Oración del salmo 23 para situaciones difíciles.

Amado Dios, hoy me acerco hasta Ti, con un poco de angustia pero también con un corazón desbordante de esperanza que hoy exclama con devoción: El Señor es mi pastor, nada me falta.




Padre celestial, Tú eres mi noble pastor y mi amoroso guía y aunque la tormenta arrecie y la noche sea muy oscura, de nada habré de temer, pues sé que Tú siempre estás a mi lado dándome la sabiduría, la fuerza y la fe que necesito para poder salir adelante.

Señor, nada me falta si Tú estás conmigo y en prados de hierba fresca me harás descansar; por favor abrázame con tu amor, confórtame si estoy cansado y recuérdame que en mi camino nunca encontraré una prueba que no pueda superar. Por favor se mi agua de vida y de refresco y permíteme seguir sembrando los campos que pronto me darán una abundante cosecha.

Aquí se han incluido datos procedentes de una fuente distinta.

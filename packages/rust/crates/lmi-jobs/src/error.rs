//! Error types for job management.
//!
//! Caller-contract violations come back as typed errors; none of them
//! leave the manager in an inconsistent state.

use lmi_indications::{CimStatus, IndicationError};
use thiserror::Error;

use crate::job::JobState;

/// Job manager errors.
#[derive(Error, Debug)]
pub enum JobError {
    /// No provider has attached yet, or the last one detached.
    #[error("job manager is not running")]
    NotRunning,

    /// Job types must be registered before the event loop starts.
    #[error("job type registry is frozen")]
    RegistryFrozen,

    /// Duplicate job type registration.
    #[error("job type already registered: {0}")]
    TypeAlreadyRegistered(String),

    /// Lookup of a job type that was never registered.
    #[error("job type not registered: {0}")]
    UnknownJobType(String),

    /// No job matches the given id, number, name or path.
    #[error("job not found: {0}")]
    NotFound(String),

    /// `run_job` on a job that is already pending or running.
    #[error("job {0} is already queued or running")]
    AlreadyQueued(u64),

    /// `run_job` on a job that already finished.
    #[error("job {0} has already finished")]
    AlreadyFinished(u64),

    /// `delete_job` on a NEW or RUNNING job.
    #[error("job {0} is not finished")]
    NotFinished(u64),

    /// `terminate_job` on a running job whose type is not cancellable.
    #[error("job {number} of type {job_type} cannot be cancelled while running")]
    NotCancellable {
        /// Job number.
        number: u64,
        /// Job type name.
        job_type: String,
    },

    /// Transition not allowed by the state machine.
    #[error("job {number}: invalid state transition {from} -> {to}")]
    InvalidTransition {
        /// Job number.
        number: u64,
        /// Current state.
        from: JobState,
        /// Requested state.
        to: JobState,
    },

    /// Cancellation raced with the job finishing on its own.
    #[error("job {number} finished as {state} instead of terminated")]
    TerminationFailed {
        /// Job number.
        number: u64,
        /// State the job actually reached.
        state: JobState,
    },

    /// Malformed input such as an unparsable InstanceID.
    #[error("invalid parameter: {0}")]
    InvalidParameter(String),

    /// Storage I/O failure.
    #[error("persistence error: {0}")]
    Persistence(String),

    /// Indication sender failure.
    #[error(transparent)]
    Indication(#[from] IndicationError),

    /// Any other failure.
    #[error("{0}")]
    Failed(String),
}

impl JobError {
    /// CIM status this error is reported as.
    #[must_use]
    pub fn status(&self) -> CimStatus {
        match self {
            Self::NotFound(_) | Self::UnknownJobType(_) => CimStatus::NotFound,
            Self::NotCancellable { .. } => CimStatus::NotSupported,
            Self::InvalidParameter(_) => CimStatus::InvalidParameter,
            Self::TypeAlreadyRegistered(_) => CimStatus::AlreadyExists,
            Self::Indication(error) => error.status(),
            Self::NotRunning
            | Self::RegistryFrozen
            | Self::AlreadyQueued(_)
            | Self::AlreadyFinished(_)
            | Self::NotFinished(_)
            | Self::InvalidTransition { .. }
            | Self::TerminationFailed { .. }
            | Self::Persistence(_)
            | Self::Failed(_) => CimStatus::Failed,
        }
    }
}

/// Result type for job manager operations.
pub type Result<T> = std::result::Result<T, JobError>;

Condúceme junto a fuentes tranquilas y llévate mi miedo y mi tristeza, y aunque hoy haya angustia en mi alma, dame el valor para levantarme, mirar al cielo y seguir en el camino que me lleva a alcanzar mis metas y grandes anhelos.



Por favor cúbreme con tu manto y guíame por sendas justas, aleja al lobo disfrazado de oveja, a los enemigos malvados y todo mal y peligro de mi vida.

Te pido también que bendigas mi vida, mi hogar y mi familia y nos permitas disfrutar juntos y en paz y alegría de lo bello que es vivir y de todos los hermosos regalos y dadivas que Tú tienes para nosotros.

Amado Dios, permite que tu amor y bondad nos acompañen todos los días de nuestra existencia, ayúdanos a ser salvos, abundantes y felices y por favor nunca nos abandones, pues cada día que pasa necesitamos más de Ti. El Señor es mi pastor, nada me falta, Amén.


Hacer esta oración con devoción e ilusión te permitirá acercarte a Dios para poner en sus manos tu vida, tu hogar, la vida de tu familia y sus necesidades y anhelos y pedirle que sea Él guiando sus pasos por caminos de paz, dicha, bendición y prosperidad.




Confía y vive con alegría pues nada falta en la vida de aquellos que confían y recurren a Dios, pues su bondad no conoce limite y su obra es perfecta. El Señor es mi pastor, nada me falta.